→ **Work to be completed**:
Report back every line below that carries the word "Deserialize".

(Stored data entries)
--*--

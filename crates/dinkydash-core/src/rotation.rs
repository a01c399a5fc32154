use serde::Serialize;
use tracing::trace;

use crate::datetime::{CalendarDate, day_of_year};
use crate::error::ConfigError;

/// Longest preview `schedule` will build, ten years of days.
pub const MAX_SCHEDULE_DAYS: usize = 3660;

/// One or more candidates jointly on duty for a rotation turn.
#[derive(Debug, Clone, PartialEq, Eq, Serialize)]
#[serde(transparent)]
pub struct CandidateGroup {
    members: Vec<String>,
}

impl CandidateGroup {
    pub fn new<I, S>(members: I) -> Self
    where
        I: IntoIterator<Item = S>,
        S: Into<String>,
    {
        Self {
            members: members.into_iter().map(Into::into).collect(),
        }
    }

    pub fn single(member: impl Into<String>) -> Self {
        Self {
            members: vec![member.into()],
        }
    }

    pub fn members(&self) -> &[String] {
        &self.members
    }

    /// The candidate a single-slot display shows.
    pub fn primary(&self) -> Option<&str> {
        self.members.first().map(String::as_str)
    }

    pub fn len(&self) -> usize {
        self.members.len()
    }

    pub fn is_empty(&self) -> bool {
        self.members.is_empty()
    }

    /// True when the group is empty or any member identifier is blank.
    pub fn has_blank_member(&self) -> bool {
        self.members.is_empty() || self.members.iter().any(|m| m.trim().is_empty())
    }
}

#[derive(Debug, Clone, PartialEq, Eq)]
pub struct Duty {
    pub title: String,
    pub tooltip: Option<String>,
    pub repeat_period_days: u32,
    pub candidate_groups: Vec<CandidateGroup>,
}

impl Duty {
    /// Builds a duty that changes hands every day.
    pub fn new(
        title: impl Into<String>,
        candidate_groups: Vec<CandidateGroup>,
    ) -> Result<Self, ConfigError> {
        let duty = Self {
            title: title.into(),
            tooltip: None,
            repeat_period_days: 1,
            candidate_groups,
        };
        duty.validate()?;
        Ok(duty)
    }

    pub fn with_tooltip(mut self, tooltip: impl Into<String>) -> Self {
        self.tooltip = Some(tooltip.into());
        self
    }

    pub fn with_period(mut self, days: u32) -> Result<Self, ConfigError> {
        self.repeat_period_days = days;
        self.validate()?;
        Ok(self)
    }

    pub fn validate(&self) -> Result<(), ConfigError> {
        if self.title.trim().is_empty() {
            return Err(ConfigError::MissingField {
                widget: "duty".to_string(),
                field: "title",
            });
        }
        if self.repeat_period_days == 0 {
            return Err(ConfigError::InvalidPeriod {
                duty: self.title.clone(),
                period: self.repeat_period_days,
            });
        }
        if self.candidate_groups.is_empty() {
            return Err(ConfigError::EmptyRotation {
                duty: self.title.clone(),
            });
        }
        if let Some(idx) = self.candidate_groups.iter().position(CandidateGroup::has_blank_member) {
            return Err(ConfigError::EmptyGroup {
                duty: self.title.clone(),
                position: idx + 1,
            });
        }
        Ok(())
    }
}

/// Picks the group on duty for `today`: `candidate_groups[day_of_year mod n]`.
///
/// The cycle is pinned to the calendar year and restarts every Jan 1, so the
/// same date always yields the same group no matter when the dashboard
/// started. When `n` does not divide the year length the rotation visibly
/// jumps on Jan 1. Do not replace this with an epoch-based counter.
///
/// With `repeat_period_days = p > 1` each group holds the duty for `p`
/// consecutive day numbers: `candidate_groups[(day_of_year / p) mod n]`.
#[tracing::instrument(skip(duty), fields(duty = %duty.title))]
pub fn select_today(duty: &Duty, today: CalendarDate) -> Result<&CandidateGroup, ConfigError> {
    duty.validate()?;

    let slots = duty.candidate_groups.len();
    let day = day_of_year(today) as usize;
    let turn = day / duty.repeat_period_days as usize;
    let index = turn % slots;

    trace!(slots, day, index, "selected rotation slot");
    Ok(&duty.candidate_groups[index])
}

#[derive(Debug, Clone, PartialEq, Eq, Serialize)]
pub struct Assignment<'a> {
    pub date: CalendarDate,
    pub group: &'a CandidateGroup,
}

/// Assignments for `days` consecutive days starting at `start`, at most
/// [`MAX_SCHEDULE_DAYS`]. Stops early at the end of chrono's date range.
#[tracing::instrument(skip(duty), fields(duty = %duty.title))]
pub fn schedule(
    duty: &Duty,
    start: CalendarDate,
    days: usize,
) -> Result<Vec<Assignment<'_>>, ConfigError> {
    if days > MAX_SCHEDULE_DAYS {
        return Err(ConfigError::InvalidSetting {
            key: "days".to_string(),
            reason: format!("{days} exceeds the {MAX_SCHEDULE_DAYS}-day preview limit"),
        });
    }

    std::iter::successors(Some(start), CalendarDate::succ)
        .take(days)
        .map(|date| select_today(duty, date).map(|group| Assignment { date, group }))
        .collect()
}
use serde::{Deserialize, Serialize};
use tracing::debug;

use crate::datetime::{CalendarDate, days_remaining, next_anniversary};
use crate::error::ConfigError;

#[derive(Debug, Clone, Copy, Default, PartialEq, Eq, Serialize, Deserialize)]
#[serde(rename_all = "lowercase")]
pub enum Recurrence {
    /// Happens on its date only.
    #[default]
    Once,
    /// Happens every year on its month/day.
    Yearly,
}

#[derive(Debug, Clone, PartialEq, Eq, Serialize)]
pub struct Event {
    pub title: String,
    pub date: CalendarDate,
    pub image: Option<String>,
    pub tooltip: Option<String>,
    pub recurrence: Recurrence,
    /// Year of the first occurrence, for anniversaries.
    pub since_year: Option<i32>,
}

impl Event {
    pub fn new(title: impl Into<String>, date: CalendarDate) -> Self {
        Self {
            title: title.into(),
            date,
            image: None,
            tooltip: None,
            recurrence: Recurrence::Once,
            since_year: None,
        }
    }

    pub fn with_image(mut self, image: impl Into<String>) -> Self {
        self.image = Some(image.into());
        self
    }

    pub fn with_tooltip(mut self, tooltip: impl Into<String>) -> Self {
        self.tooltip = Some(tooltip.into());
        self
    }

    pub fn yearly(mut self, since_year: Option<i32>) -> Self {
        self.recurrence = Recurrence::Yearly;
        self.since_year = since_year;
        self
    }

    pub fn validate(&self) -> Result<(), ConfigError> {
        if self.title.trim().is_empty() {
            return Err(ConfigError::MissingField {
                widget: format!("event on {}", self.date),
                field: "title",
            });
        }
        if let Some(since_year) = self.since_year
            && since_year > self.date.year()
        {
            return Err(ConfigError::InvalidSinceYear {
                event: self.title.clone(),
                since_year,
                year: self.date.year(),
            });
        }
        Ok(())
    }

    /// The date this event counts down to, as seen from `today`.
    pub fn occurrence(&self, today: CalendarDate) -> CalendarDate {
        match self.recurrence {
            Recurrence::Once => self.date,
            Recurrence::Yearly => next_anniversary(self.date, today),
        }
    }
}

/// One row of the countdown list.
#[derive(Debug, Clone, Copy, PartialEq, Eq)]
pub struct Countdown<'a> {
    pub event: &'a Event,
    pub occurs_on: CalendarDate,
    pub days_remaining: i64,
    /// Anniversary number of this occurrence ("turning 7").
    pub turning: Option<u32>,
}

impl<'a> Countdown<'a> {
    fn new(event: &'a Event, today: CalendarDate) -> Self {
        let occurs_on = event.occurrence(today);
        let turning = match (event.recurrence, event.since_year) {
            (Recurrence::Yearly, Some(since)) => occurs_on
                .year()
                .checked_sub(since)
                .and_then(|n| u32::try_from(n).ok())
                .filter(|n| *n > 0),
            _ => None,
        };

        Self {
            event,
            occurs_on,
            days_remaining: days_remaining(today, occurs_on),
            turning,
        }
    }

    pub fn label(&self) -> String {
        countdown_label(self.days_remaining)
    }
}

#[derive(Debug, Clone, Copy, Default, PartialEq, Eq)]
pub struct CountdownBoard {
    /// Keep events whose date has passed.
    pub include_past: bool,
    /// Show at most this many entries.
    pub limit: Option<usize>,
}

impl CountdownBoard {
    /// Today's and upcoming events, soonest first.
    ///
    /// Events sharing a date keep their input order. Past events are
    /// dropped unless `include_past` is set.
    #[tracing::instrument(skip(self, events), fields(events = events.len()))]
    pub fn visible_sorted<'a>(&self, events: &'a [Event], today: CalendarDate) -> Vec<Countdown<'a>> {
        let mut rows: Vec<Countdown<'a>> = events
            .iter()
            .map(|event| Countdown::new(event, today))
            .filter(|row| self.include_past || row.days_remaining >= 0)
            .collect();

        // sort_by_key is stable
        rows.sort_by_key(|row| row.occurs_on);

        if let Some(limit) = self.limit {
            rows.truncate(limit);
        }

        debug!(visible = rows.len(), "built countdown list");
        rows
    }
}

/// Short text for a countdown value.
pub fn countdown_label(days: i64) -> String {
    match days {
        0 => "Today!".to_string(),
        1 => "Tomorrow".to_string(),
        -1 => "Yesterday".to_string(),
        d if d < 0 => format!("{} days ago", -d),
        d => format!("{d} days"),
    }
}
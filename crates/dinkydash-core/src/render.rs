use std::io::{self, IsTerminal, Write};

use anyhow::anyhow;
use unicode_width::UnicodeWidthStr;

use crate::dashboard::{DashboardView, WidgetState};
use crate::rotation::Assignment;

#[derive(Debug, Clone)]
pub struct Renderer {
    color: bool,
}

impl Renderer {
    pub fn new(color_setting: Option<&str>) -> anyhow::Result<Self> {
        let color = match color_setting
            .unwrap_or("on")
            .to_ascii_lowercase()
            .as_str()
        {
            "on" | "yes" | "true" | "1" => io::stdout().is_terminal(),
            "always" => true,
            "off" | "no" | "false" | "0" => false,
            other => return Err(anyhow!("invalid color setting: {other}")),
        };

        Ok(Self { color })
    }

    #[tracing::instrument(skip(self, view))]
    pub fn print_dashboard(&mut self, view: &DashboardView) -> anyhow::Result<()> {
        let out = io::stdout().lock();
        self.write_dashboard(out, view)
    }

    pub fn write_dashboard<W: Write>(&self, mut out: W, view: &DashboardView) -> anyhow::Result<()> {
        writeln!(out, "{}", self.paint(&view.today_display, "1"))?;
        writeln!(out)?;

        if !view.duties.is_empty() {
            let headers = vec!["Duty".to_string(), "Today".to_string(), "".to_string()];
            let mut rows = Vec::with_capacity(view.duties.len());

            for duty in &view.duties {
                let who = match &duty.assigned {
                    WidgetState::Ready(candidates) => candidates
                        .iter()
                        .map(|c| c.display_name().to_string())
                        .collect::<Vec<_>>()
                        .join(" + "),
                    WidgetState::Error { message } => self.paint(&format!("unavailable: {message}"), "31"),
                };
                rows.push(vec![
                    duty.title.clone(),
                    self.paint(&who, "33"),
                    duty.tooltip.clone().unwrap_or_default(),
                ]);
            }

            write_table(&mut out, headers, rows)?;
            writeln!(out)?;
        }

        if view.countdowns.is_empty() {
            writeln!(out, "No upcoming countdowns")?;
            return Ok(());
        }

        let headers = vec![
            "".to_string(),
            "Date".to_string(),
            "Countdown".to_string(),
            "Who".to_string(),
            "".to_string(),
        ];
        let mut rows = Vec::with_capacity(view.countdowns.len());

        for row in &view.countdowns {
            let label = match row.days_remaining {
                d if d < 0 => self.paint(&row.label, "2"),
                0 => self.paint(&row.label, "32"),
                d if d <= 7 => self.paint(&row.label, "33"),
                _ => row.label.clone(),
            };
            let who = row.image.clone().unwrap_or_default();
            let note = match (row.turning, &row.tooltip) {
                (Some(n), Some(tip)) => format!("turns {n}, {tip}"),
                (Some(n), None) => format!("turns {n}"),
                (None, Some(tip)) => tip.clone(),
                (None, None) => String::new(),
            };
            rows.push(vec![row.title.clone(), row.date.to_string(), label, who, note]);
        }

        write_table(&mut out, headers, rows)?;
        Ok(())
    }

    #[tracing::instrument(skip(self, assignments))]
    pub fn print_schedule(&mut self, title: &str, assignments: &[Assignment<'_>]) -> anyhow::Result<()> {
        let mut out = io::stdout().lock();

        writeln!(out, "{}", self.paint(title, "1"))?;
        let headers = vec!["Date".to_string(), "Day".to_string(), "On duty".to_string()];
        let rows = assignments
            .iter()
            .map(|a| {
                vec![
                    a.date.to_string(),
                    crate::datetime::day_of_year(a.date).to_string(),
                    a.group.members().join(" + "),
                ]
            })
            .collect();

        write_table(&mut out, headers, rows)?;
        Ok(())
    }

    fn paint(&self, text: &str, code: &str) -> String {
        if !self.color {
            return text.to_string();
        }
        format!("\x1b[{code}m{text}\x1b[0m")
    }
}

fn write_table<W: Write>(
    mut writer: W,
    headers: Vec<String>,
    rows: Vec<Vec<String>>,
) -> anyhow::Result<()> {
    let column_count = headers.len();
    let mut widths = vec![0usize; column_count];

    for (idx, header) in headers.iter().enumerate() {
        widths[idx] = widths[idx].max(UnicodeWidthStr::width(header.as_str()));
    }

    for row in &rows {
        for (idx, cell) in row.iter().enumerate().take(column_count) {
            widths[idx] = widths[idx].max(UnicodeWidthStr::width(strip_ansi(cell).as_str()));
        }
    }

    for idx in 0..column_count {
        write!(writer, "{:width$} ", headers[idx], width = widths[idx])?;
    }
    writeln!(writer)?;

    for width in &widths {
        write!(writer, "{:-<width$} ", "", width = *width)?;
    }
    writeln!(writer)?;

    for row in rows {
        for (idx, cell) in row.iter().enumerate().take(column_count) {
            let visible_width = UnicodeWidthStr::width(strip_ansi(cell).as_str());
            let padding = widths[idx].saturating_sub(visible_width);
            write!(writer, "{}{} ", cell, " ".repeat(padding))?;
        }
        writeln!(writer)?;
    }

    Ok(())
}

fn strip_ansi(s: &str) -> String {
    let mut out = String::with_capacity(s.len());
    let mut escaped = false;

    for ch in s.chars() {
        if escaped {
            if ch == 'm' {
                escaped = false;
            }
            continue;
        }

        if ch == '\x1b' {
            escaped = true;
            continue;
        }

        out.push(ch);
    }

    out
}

--*--

→ **Written response**:
use serde::{Deserialize, Serialize};
#[derive(Debug, Clone, Copy, Default, PartialEq, Eq, Serialize, Deserialize)]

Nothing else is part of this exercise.